Collected data entries:
--

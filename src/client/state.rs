use tracing::debug;

use super::error::ClientError;
use crate::item::{ShoppingItem, Timestamp};
use crate::utils::{format_date, parse_date};

/// Inputs of the "add item" form.
#[derive(Debug, Clone, Default, PartialEq, Eq)]
pub struct NewItemForm {
    pub text: String,
    pub description: String,
    /// Raw `YYYY-MM-DD` input, empty for no due date
    pub due_date: String,
}

/// Inputs of the edit dialog for one item.
#[derive(Debug, Clone, PartialEq, Eq)]
pub struct EditForm {
    pub id: u64,
    pub text: String,
    pub description: String,
    pub due_date: String,
}

#[derive(Debug, Clone, Copy, PartialEq, Eq)]
pub enum NotificationKind {
    Info,
    Error,
}

/// Transient message shown after an action.
#[derive(Debug, Clone, PartialEq, Eq)]
pub struct Notification {
    pub kind: NotificationKind,
    pub message: String,
}

/// Proof that the holder started the action currently in flight.
#[derive(Debug, Clone, Copy, PartialEq, Eq, Hash)]
pub struct ActionToken(u64);

/// One store mutation, ready to be sent.
#[derive(Debug, Clone, PartialEq, Eq)]
pub enum Mutation {
    Add {
        text: String,
        description: String,
        due_date: Option<Timestamp>,
    },
    Edit {
        id: u64,
        text: String,
        description: String,
        due_date: Option<Timestamp>,
    },
    Delete { id: u64 },
    Complete { id: u64 },
}

impl Mutation {
    /// Short verb used in log lines and failure notifications.
    #[must_use]
    pub fn verb(&self) -> &'static str {
        match self {
            Mutation::Add { .. } => "add",
            Mutation::Edit { .. } => "edit",
            Mutation::Delete { .. } => "delete",
            Mutation::Complete { .. } => "complete",
        }
    }
}

fn parse_optional_date(raw: &str) -> Result<Option<Timestamp>, ClientError> {
    if raw.trim().is_empty() {
        return Ok(None);
    }
    parse_date(raw)
        .map(Some)
        .map_err(|e| ClientError::InvalidInput(e.to_string()))
}

/// Everything the list view renders, plus the transitions between states.
///
/// `items` is only ever replaced wholesale by [`ShellState::apply_listing`];
/// failures never touch it.
#[derive(Debug, Clone)]
pub struct ShellState {
    pub items: Vec<ShoppingItem>,
    /// True until the first listing has completed or failed
    pub loading: bool,
    pub new_item: NewItemForm,
    pub edit: Option<EditForm>,
    pub notification: Option<Notification>,
    in_flight: Option<ActionToken>,
    next_token: u64,
}

impl Default for ShellState {
    fn default() -> Self {
        Self::new()
    }
}

impl ShellState {
    #[must_use]
    pub fn new() -> Self {
        Self {
            items: Vec::new(),
            loading: true,
            new_item: NewItemForm::default(),
            edit: None,
            notification: None,
            in_flight: None,
            next_token: 0,
        }
    }

    /// Whether a mutating action is in flight; mutating controls are disabled while true.
    #[must_use]
    pub fn is_busy(&self) -> bool {
        self.in_flight.is_some()
    }

    /// Claim the single in-flight slot.
    pub fn begin(&mut self) -> Result<ActionToken, ClientError> {
        if self.in_flight.is_some() {
            return Err(ClientError::Busy);
        }
        let token = ActionToken(self.next_token);
        self.next_token = self.next_token.wrapping_add(1);
        self.in_flight = Some(token);
        Ok(token)
    }

    /// Release the in-flight slot. A stale token leaves the current action alone.
    pub fn finish(&mut self, token: ActionToken) {
        if self.in_flight == Some(token) {
            self.in_flight = None;
        } else {
            debug!(?token, "Ignoring finish for an action that is not in flight");
        }
    }

    /// Replace the cached list with a freshly fetched snapshot.
    pub fn apply_listing(&mut self, items: Vec<ShoppingItem>) {
        self.items = items;
        self.loading = false;
    }

    /// Record a failed initial load.
    pub fn apply_load_failure(&mut self, err: &ClientError) {
        self.loading = false;
        self.notify(NotificationKind::Error, format!("Failed to load items: {err}"));
    }

    /// Record a confirmed mutation after its refetch succeeded.
    pub fn apply_success(&mut self, mutation: &Mutation) {
        let message = match mutation {
            Mutation::Add { text, .. } => {
                self.new_item = NewItemForm::default();
                format!("Added \"{text}\"")
            }
            Mutation::Edit { id, .. } => {
                if self.edit.as_ref().is_some_and(|e| e.id == *id) {
                    self.edit = None;
                }
                format!("Updated item {id}")
            }
            Mutation::Delete { id } => format!("Deleted item {id}"),
            Mutation::Complete { id } => format!("Completed item {id}"),
        };
        self.notify(NotificationKind::Info, message);
    }

    /// Record a failed mutation. The cached list and open forms are kept.
    pub fn apply_failure(&mut self, mutation: &Mutation, err: &ClientError) {
        self.notify(
            NotificationKind::Error,
            format!("Failed to {} item: {err}", mutation.verb()),
        );
    }

    pub fn notify(&mut self, kind: NotificationKind, message: String) {
        self.notification = Some(Notification { kind, message });
    }

    pub fn dismiss_notification(&mut self) {
        self.notification = None;
    }

    /// Build the add mutation from the form, or `None` when the text is blank.
    pub fn new_item_mutation(&self) -> Result<Option<Mutation>, ClientError> {
        let text = self.new_item.text.trim();
        if text.is_empty() {
            return Ok(None);
        }
        Ok(Some(Mutation::Add {
            text: text.to_string(),
            description: self.new_item.description.trim().to_string(),
            due_date: parse_optional_date(&self.new_item.due_date)?,
        }))
    }

    /// Open the edit dialog pre-filled from the cached copy of `id`.
    pub fn open_edit(&mut self, id: u64) -> Result<(), ClientError> {
        let item = self
            .items
            .iter()
            .find(|i| i.id == id)
            .ok_or_else(|| ClientError::InvalidInput(format!("No item {id} in the list")))?;
        self.edit = Some(EditForm {
            id,
            text: item.text.clone(),
            description: item.description.clone(),
            due_date: item.due_date.map_or_else(String::new, format_date),
        });
        Ok(())
    }

    pub fn close_edit(&mut self) {
        self.edit = None;
    }

    /// Build the edit mutation from the open dialog.
    pub fn edit_mutation(&self) -> Result<Option<Mutation>, ClientError> {
        let Some(form) = &self.edit else {
            return Ok(None);
        };
        let text = form.text.trim();
        if text.is_empty() {
            return Err(ClientError::InvalidInput("Item text cannot be empty".to_string()));
        }
        Ok(Some(Mutation::Edit {
            id: form.id,
            text: text.to_string(),
            description: form.description.trim().to_string(),
            due_date: parse_optional_date(&form.due_date)?,
        }))
    }
}

#[cfg(test)]
#[path = "state_tests.rs"]
mod state_tests;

--

What the task requires: Would you copy, unchanged, the stretch of the records above that begins at the line containing "pub fn apply_listing(&mut" and ends at the line containing "its refetch succeeded.", and only that?

Exercise response:
    pub fn apply_listing(&mut self, items: Vec<ShoppingItem>) {
        self.items = items;
        self.loading = false;
    }

    /// Record a failed initial load.
    pub fn apply_load_failure(&mut self, err: &ClientError) {
        self.loading = false;
        self.notify(NotificationKind::Error, format!("Failed to load items: {err}"));
    }

    /// Record a confirmed mutation after its refetch succeeded.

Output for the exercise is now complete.